Teradata Sink Connector for Confluent Platform¶

The Kafka Connect Teradata sink connector allows you to export data from Apache Kafka® topics to Teradata. The connector polls data from Kafka to write to the database based on the topics subscription. Table auto-creation and limited auto-evolution are also supported.

Configuration Properties¶

For a complete list of configuration properties for this connector, see Teradata Sink Connector Configuration Properties.

Features¶

Data mapping¶

The sink connector requires knowledge of schemas, so you should use a suitable converter (for example, the Avro converter that comes with Schema Registry or the JSON converter with schemas enabled). If present, Kafka record keys can be primitive types or a Connect struct. The record value must be a Connect struct. Fields being selected from Connect structs must be of primitive types. If the data in the topic is not of a compatible format, implementing a custom Converter may be necessary.

Key handling¶

The default is for primary keys to not be extracted with pk.mode set to none. This is not suitable when the connector is responsible for auto-creating the destination table. There are different modes that can be enabled to use fields from the Kafka record key, the Kafka record value, or the Kafka coordinates for the record. Refer to primary key configuration options for additional information.

Auto-creation and Auto-evolution¶

Note

The Teradata user requires CREATE TABLE permissions for this feature.

If auto.create is enabled, the connector can CREATE the destination table if it is found to be missing. The creation takes place online with records being consumed from the topic, since the connector uses the record schema as a basis for the table definition. Primary keys are specified based on the key configuration settings.

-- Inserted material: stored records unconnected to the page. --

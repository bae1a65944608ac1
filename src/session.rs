//! Profile ledger fed by finished rounds
//!
//! Tracks streaks and the per-tier chun inventory in memory. Storing it is
//! the host's business.

use serde::{Deserialize, Serialize};

use crate::sim::{MatchResult, Tier};

/// One finished round from the player's side
#[derive(Debug, Clone, Copy, PartialEq, Eq, Serialize, Deserialize)]
pub enum RoundOutcome {
    Win,
    Lose,
    Draw,
}

/// Per-tier chun counts
#[derive(Debug, Clone, Copy, PartialEq, Eq, Default, Serialize, Deserialize)]
#[serde(default)]
pub struct Inventory {
    pub tier1: u32,
    pub tier2: u32,
    pub tier3: u32,
}

impl Inventory {
    pub fn get(&self, tier: Tier) -> u32 {
        match tier {
            Tier::One => self.tier1,
            Tier::Two => self.tier2,
            Tier::Three => self.tier3,
        }
    }

    fn slot(&mut self, tier: Tier) -> &mut u32 {
        match tier {
            Tier::One => &mut self.tier1,
            Tier::Two => &mut self.tier2,
            Tier::Three => &mut self.tier3,
        }
    }
}

/// Streak and inventory bookkeeping
#[derive(Debug, Clone, PartialEq, Eq, Default, Serialize, Deserialize)]
#[serde(default)]
pub struct Session {
    pub streak: u32,
    pub max_streak: u32,
    pub inventory: Inventory,
    pub wins: u32,
    pub losses: u32,
    pub draws: u32,
}

impl Session {
    pub fn new() -> Self {
        Self::default()
    }

    pub fn with_inventory(inventory: Inventory) -> Self {
        Self {
            inventory,
            ..Self::default()
        }
    }

    pub fn rounds_played(&self) -> u32 {
        self.wins + self.losses + self.draws
    }

    /// Apply one round result
    pub fn record(&mut self, tier: Tier, outcome: RoundOutcome) {
        match outcome {
            RoundOutcome::Win => {
                let slot = self.inventory.slot(tier);
                *slot = slot.saturating_add(1);
                self.streak += 1;
                self.max_streak = self.max_streak.max(self.streak);
                self.wins += 1;
            }
            RoundOutcome::Lose => {
                let slot = self.inventory.slot(tier);
                *slot = slot.saturating_sub(1);
                self.streak = 0;
                self.losses += 1;
            }
            RoundOutcome::Draw => self.draws += 1,
        }
        log::info!(
            "round recorded: tier {} {:?}, streak {} (best {}), tier stock {}",
            tier.as_u8(),
            outcome,
            self.streak,
            self.max_streak,
            self.inventory.get(tier)
        );
    }

    /// Record a match result. Returns false (and records nothing) while the
    /// match is undecided.
    pub fn record_result(&mut self, tier: Tier, result: MatchResult) -> bool {
        match result.player_outcome() {
            Some(outcome) => {
                self.record(tier, outcome);
                true
            }
            None => false,
        }
    }
}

If auto.evolve is enabled, the connector can perform limited auto-evolution by issuing ALTER on the destination table when it encounters a record for which a column is found to be missing. Since data-type changes and removal of columns can be dangerous, the connector does not attempt to perform such evolutions on the table. Addition of primary key constraints is also not attempted. In contrast, if auto.evolve is disabled, no evolution is performed and the connector task fails with a missing columns error.

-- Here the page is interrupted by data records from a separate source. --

//! Bot decision policy
//!
//! Three knobs per tier shape the shot: a chance of a fully random "mistake"
//! shot, aim noise (doubled on a bad-aim roll), and power drawn either from an
//! overshoot band or a band around the ideal that tightens with tier.

use std::f64::consts::PI;

use glam::DVec2;
use rand::Rng;
use serde::{Deserialize, Serialize};

use super::flick::FlickInput;
use super::physics::speed_for_distance;
use super::state::{Bounds, Tier, Token};
use super::vector::{rotate, safe_normalize};
use crate::config::{BotDifficultyProfile, MatchConfig};
use crate::direction_from_angle;

/// Half-width of the optimal power band at tier 1 (divided by tier)
const OPTIMAL_SPREAD: f64 = 0.3;
/// Overshoot power band, as a multiple of the ideal power
const OVERSHOOT_BAND: (f64, f64) = (1.25, 1.6);
/// Power band of a random shot
const RANDOM_POWER_BAND: (f64, f64) = (0.2, 0.9);
const MIN_POWER: f64 = 0.05;

/// Which branch produced the shot
#[derive(Debug, Clone, Copy, PartialEq, Eq, Serialize, Deserialize)]
pub enum ShotKind {
    Random,
    Aimed,
    BadAim,
}

/// A planned bot shot
#[derive(Debug, Clone, Copy, PartialEq, Serialize, Deserialize)]
pub struct BotDecision {
    pub input: FlickInput,
    pub think_time_ms: u32,
    pub kind: ShotKind,
}

/// Per-match bot, fixed at match start
#[derive(Debug, Clone)]
pub struct BotPolicy {
    pub tier: Tier,
    pub profile: BotDifficultyProfile,
    bounds: Bounds,
    max_flick_power: f64,
    overlap_tolerance: f64,
}

impl BotPolicy {
    pub fn new(tier: Tier, config: &MatchConfig) -> Self {
        Self {
            tier,
            profile: config.bots.get(tier).clone(),
            bounds: Bounds::from_config(config),
            max_flick_power: config.max_flick_power,
            overlap_tolerance: config.overlap_tolerance,
        }
    }

    /// Power that brings the bot to rest just inside contact range
    pub fn ideal_power(&self, bot: &Token, player: &Token) -> f64 {
        let contact = bot.radius + player.radius;
        let gap = (bot.position.distance(player.position) - contact).max(0.0);
        let travel = gap + contact * (self.overlap_tolerance - 1.0) * 0.5;
        (speed_for_distance(travel, &self.bounds) / self.max_flick_power).clamp(MIN_POWER, 1.0)
    }

    /// Plan a shot from the current positions
    pub fn decide<R: Rng + ?Sized>(&self, bot: &Token, player: &Token, rng: &mut R) -> BotDecision {
        let p = &self.profile;
        let aim = optimal_direction(bot, player);

        let (input, kind) = if aim == DVec2::ZERO || rng.random_bool(p.random_shot_chance) {
            let theta = rng.random_range(-PI..PI);
            let power = rng.random_range(RANDOM_POWER_BAND.0..=RANDOM_POWER_BAND.1);
            (FlickInput::new(direction_from_angle(theta), power), ShotKind::Random)
        } else {
            let (noise_scale, kind) = if rng.random_bool(p.optimal_aim_chance) {
                (p.aim_error_radians, ShotKind::Aimed)
            } else {
                (p.aim_error_radians * 2.0, ShotKind::BadAim)
            };
            let direction = rotate(aim, rng.random_range(-1.0..=1.0) * noise_scale);

            let ideal = self.ideal_power(bot, player);
            let overshoot = rng.random_bool(p.overshoot_chance);
            let factor = if overshoot {
                rng.random_range(OVERSHOOT_BAND.0..=OVERSHOOT_BAND.1)
            } else {
                let spread = OPTIMAL_SPREAD / f64::from(self.tier.as_u8());
                rng.random_range((1.0 - spread)..=(1.0 + spread))
            };
            let power = ideal * factor + rng.random_range(-p.power_error..=p.power_error);

            let input = FlickInput {
                overshoot,
                ..FlickInput::new(direction, power.clamp(MIN_POWER, 1.0))
            };
            (input, kind)
        };

        let think_time_ms = rng.random_range(p.think_time_min_ms..=p.think_time_max_ms);
        log::debug!(
            "bot tier {} plans {:?} power={:.3} think={}ms",
            self.tier.as_u8(),
            kind,
            input.power,
            think_time_ms
        );

        BotDecision {
            input,
            think_time_ms,
            kind,
        }
    }
}

/// Straight line from the bot to the player (zero if they coincide)
pub fn optimal_direction(bot: &Token, player: &Token) -> DVec2 {
    safe_normalize(player.position - bot.position)
}

#[cfg(test)]
mod tests {
    use super::*;
    use crate::sim::Side;
    use crate::sim::vector::signed_angle;
    use rand::SeedableRng;
    use rand_pcg::Pcg32;

    fn tokens() -> (Token, Token) {
        (
            Token::new(Side::Bot, DVec2::new(200.0, 140.0), 32.0),
            Token::new(Side::Player, DVec2::new(260.0, 560.0), 32.0),
        )
    }

    fn mean_deviation(tier: Tier, samples: usize, seed: u64) -> f64 {
        let config = MatchConfig::default();
        let policy = BotPolicy::new(tier, &config);
        let (bot, player) = tokens();
        let optimal = optimal_direction(&bot, &player);
        let mut rng = Pcg32::seed_from_u64(seed);
        let total: f64 = (0..samples)
            .map(|_| {
                let d = policy.decide(&bot, &player, &mut rng);
                signed_angle(optimal, d.input.direction).abs()
            })
            .sum();
        total / samples as f64
    }

    #[test]
    fn test_tier_three_aims_closer_than_tier_one() {
        let easy = mean_deviation(Tier::One, 10_000, 42);
        let hard = mean_deviation(Tier::Three, 10_000, 42);
        assert!(hard < easy, "tier 3 deviation {hard} should be below tier 1 {easy}");
    }

    #[test]
    fn test_tier_three_never_shoots_randomly() {
        let config = MatchConfig::default();
        let policy = BotPolicy::new(Tier::Three, &config);
        let (bot, player) = tokens();
        let mut rng = Pcg32::seed_from_u64(3);
        for _ in 0..2_000 {
            assert_ne!(policy.decide(&bot, &player, &mut rng).kind, ShotKind::Random);
        }
    }

    #[test]
    fn test_tier_one_overshoots_more() {
        let config = MatchConfig::default();
        let (bot, player) = tokens();
        let count = |tier| {
            let policy = BotPolicy::new(tier, &config);
            let mut rng = Pcg32::seed_from_u64(11);
            (0..5_000)
                .filter(|_| policy.decide(&bot, &player, &mut rng).input.overshoot)
                .count()
        };
        assert!(count(Tier::Three) < count(Tier::One));
    }

    #[test]
    fn test_decision_ranges() {
        let config = MatchConfig::default();
        let (bot, player) = tokens();
        for tier in Tier::ALL {
            let policy = BotPolicy::new(tier, &config);
            let profile = config.bots.get(tier);
            let mut rng = Pcg32::seed_from_u64(5);
            for _ in 0..1_000 {
                let d = policy.decide(&bot, &player, &mut rng);
                assert!((0.0..=1.0).contains(&d.input.power));
                assert!((d.input.direction.length() - 1.0).abs() < 1e-9);
                assert!(d.think_time_ms >= profile.think_time_min_ms);
                assert!(d.think_time_ms <= profile.think_time_max_ms);
            }
        }
    }

    #[test]
    fn test_seeded_decisions_repeat() {
        let config = MatchConfig::default();
        let policy = BotPolicy::new(Tier::Two, &config);
        let (bot, player) = tokens();
        let mut a = Pcg32::seed_from_u64(99);
        let mut b = Pcg32::seed_from_u64(99);
        for _ in 0..100 {
            assert_eq!(policy.decide(&bot, &player, &mut a), policy.decide(&bot, &player, &mut b));
        }
    }

    #[test]
    fn test_ideal_power_grows_with_distance() {
        let config = MatchConfig::default();
        let policy = BotPolicy::new(Tier::Three, &config);
        let bot = Token::new(Side::Bot, DVec2::new(200.0, 100.0), 32.0);
        let near = Token::new(Side::Player, DVec2::new(200.0, 250.0), 32.0);
        let far = Token::new(Side::Player, DVec2::new(200.0, 600.0), 32.0);
        assert!(policy.ideal_power(&bot, &far) > policy.ideal_power(&bot, &near));
    }

    #[test]
    fn test_coincident_tokens_fall_back_to_random() {
        let config = MatchConfig::default();
        let policy = BotPolicy::new(Tier::Three, &config);
        let bot = Token::new(Side::Bot, DVec2::new(200.0, 300.0), 32.0);
        let player = Token::new(Side::Player, DVec2::new(200.0, 300.0), 32.0);
        let mut rng = Pcg32::seed_from_u64(1);
        let d = policy.decide(&bot, &player, &mut rng);
        assert_eq!(d.kind, ShotKind::Random);
        assert!(!d.input.direction.is_nan());
    }
}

For both auto-creation and auto-evolution, the nullability of a column is based on the optionality of the corresponding field in the schema. Default values are also specified based on the default value of the corresponding field (if applicable). We use the following mapping from Connect schema types to Teradata types:

Schema Type	Teradata
INT8	BYTEINT
INT16	SMALLINT
INT32	INTEGER
INT64	BIGINT
FLOAT32	FLOAT
FLOAT64	DOUBLE PRECISION
BOOLEAN	BYTEINT
STRING	LONG VARCHAR CHARACTER SET UNICODE
BYTES	VARBYTES(64000)
‘Decimal’	DECIMAL(38,s)
‘Date’	DATE
‘Time’	TIME WITH TIME ZONE
‘Timestamp’	TIMESTAMP WITH TIME ZONE

Important

For backwards-compatible table schema evolution, new fields in record schemas must be optional or have a default value. If you need to delete a field, the table schema should be manually altered to either drop the corresponding column, assign it a default value, or make it nullable.

Quick Start¶

To see the basic functionality of the connector, you copy Avro data from a single topic to a local Teradata development environment.

Prerequisites¶

Confluent Platform 3.3.0 or above, or Kafka 0.11.0 or above
Java 1.8
Teradata 15.00 or above

Note

You must run the Teradata connector with a default timezone that does not observe Daylight Saving Time. This is a functional limitation of the Teradata JDBC driver and has no workaround. We recommend running your connect workers with the system propery -Duser.timezone=UTC set.

Set up your Teradata Development Environment. Leave the database running while you complete the remainder of this guide.
Install the Teradata JDBC driver.

Load the Teradata Sink Connector¶

Create a properties file for your Teradata Sink Connector

name=teradata-sink
confluent.topic.bootstrap.servers=localhost:9092
confluent.topic.replication.factor=1
connector.class=io.confluent.connect.teradata.TeradataSinkConnector
tasks.max=1
topics=orders
teradata.url=jdbc:teradata://localhost
teradata.database=dev
teradata.username=dev
teradata.password=dev
pk.mode=kafka
auto.create=true

key.converter=io.confluent.connect.avro.AvroConverter
key.converter.schema.registry.url=http://localhost:8081
value.converter=io.confluent.connect.avro.AvroConverter
value.converter.schema.registry.url=http://localhost:8081

Load the teradata-sink connector:

Caution

You must include a double dash (--) between the topic name and your flag. For more information, see this post.

Tip

The command syntax for the Confluent CLI development commands changed in 5.3.0. These commands have been moved to confluent local. For example, the syntax for confluent start is now confluent local services start. For more information, see confluent local.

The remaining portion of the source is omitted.